Il avait bien raison de dénoncer à l’époque une sorte d’autisme culturel. C’est encore bien pire aujourd’hui. Les gens ne pensent plus. Ils suivent. Et ça peut aller très loin. Trop loin.

Yann Bizien

20 mai 2023     

 

 

8 Commentaires

  1. Vous faites bien de rappeler que la russie a laissé 26 millions de morts pour combattre le nazisme, un fait historique que semble ignorer macron ! sinon il réaliserait combien il est ridicule de jouer les va-t’en guerre face aux russes!!!…tout cela prêterait à sourire si la situation n’était si explosive…

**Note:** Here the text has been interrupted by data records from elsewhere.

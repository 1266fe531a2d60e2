use serde::{Deserialize, Serialize};
use std::collections::HashMap;

use common::{Error, Result};

/// Top-level strategy config file (TOML).
///
/// Example `config/strategies.toml`:
/// ```toml
/// [[strategy]]
/// type = "kdj"
/// name = "Alibaba KDJ 9-3-3"
/// codes = ["HK.09988"]
///
/// [strategy.params]
/// fast_k = 9
/// slow_k = 3
/// slow_d = 3
/// over_buy = 80
/// over_sell = 20
/// ```
#[derive(Debug, Clone, Deserialize, Serialize)]
pub struct StrategyFileConfig {
    #[serde(rename = "strategy")]
    pub strategies: Vec<StrategyConfig>,
}

#[derive(Debug, Clone, Deserialize, Serialize)]
pub struct StrategyConfig {
    /// Strategy type identifier: "ema_ribbon", "kdj", "macd" or "rsi".
    #[serde(rename = "type")]
    pub strategy_type: String,
    /// Human-readable name shown in logs and the signal stream.
    pub name: String,
    /// Instrument codes this strategy watches, e.g. "HK.00700".
    /// Empty means every code that arrives.
    #[serde(default)]
    pub codes: Vec<String>,
    /// Per-strategy override of the observation window.
    #[serde(default)]
    pub observation: Option<usize>,
    /// Indicator-specific parameters.
    #[serde(default)]
    pub params: HashMap<String, toml::Value>,
}

impl StrategyFileConfig {
    pub fn load(path: &str) -> Result<Self> {
        let content = std::fs::read_to_string(path).map_err(|e| {
            Error::Config(format!("Failed to read strategy config at '{path}': {e}"))
        })?;
        Self::parse(&content)
    }

    pub fn parse(content: &str) -> Result<Self> {
        let cfg: Self = toml::from_str(content)?;
        if cfg.strategies.is_empty() {
            return Err(Error::Config("strategy config defines no strategies".into()));
        }
        Ok(cfg)
    }
}

impl StrategyConfig {
    /// Integer parameter, `default` when absent.
    pub fn param_usize(&self, key: &str, default: usize) -> Result<usize> {
        match self.params.get(key) {
            None => Ok(default),
            Some(v) => v
                .as_integer()
                .and_then(|i| usize::try_from(i).ok())
                .ok_or_else(|| self.bad_param(key, v, "a non-negative integer")),
        }
    }

    /// Float parameter, `default` when absent. Integers are accepted.
    pub fn param_f64(&self, key: &str, default: f64) -> Result<f64> {
        match self.params.get(key) {
            None => Ok(default),
            Some(v) => v
                .as_float()
                .or_else(|| v.as_integer().map(|i| i as f64))
                .ok_or_else(|| self.bad_param(key, v, "a number")),
        }
    }

    fn bad_param(&self, key: &str, value: &toml::Value, expected: &str) -> Error {
        Error::Config(format!(
            "strategy '{}': param '{key}' must be {expected}, got {value}",
            self.name
        ))
    }
}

    • Comme voous avez raison, Monsieur ! Il faut au moins avoir fait son service militaire pour se déclarer “chef de guerre” comme Freluquet a tendance à trop le dire ! Ce qui n’est pas le cas en ce qui concerne notre président (même pas de majuscule pour le pourdré de l’Elysée) Mr BIRIZEN a parfaitemùent résumé la situation : la macronie aime patauger dans la fange qu’elle produit ! Mais ça, les lecteurs de Minurne que nous sommes l’ont compris depuis bien longtemps ….Où sont nos généraux ? de Gaulle ? Leclerc ? de Lattre de Tassigny ? Rares sont ceux qui résistent encore ….. ils méritent notre respect face aux importuns qui nous gouvernent.

  2. Tout est très bien dit, merci !
    Je n’ai jamais compris pourquoi la Russie était vilipendée ainsi, puisque sans elle, nous aurions tous été allemands !
    Quand 2 personnes se battent, le réflexe normal est d’essayer de les séparer……là, l’europe et ses c.nnards de dirigeants mettent de l’huile sur le feu !
    Donc, j’aurais tendance à penser que nous ne valons plus la peine d’être sauvés, alors le nucléaire……!

  3. Merci Mr pour votre commentaire très lucide.
    Hélas nous ne sommes plus tout a fait en démocratie. Normalement ce problème de l’Ukraine aurait dû être débattu à l’assemblée, afin de savoir si les français étaient d’accord pour intervenir.
    C’est dramatique.

  4. Merci pour cette parfaite analyse de la situation !Ce conflit russo -ukrainien ne présage rien de bon!Nous sommes au bord d’une guerre mondiale!En fait il y a 2 blocs : les Etats Unis et l’UE qui attisent les flammes et la Russie et la Chine! Le monde est en danger!Et les gouvernements occidentaux ferment les yeux car ils s’imaginent être les plus forts! Mais c’est un leurre!

  5. Merci…. Tout est clair et justement expliqué… Je pense qu’il faut effectivement tout faire pour que cette guerre cesse… Et je regrette que Trump n’est pas a la place de Biden… Et pour la France… Ce gouvernement est un désastre… Dorothee Delsaux

  6. Quel plaisir de découvrir ce matin qu’il existe encore des gens comme vous, dotés d’intelligence lucide et de bon sens, quand on constate chaque jour que l’attitude qui prévaut dans notre pays, et autour de lui, est celle de la déraison et du mensonge volontaire, dont l’issue prévisible est un embrasement mondial quand la Russie, qui a déjà été contrainte à l’agression militaire, se verra acculée à l’emploi du nucléaire, qui ne joue plus son rôle dissuasif.

  7. Je suis totalement d’accord avec votre position. Nous avons encore une lueur d’espoir avec la Présidentielle américaine de novembre 24. Si Trump revient, la guerre s’arrêtera. Cependant le complexe militaro-industriel et le deep state des USA feront tout ce qu’il faut pour l’empêcher de gagner et même sûrement de pouvoir se présenter. Le pire n’est jamais sûr mais il est probable !!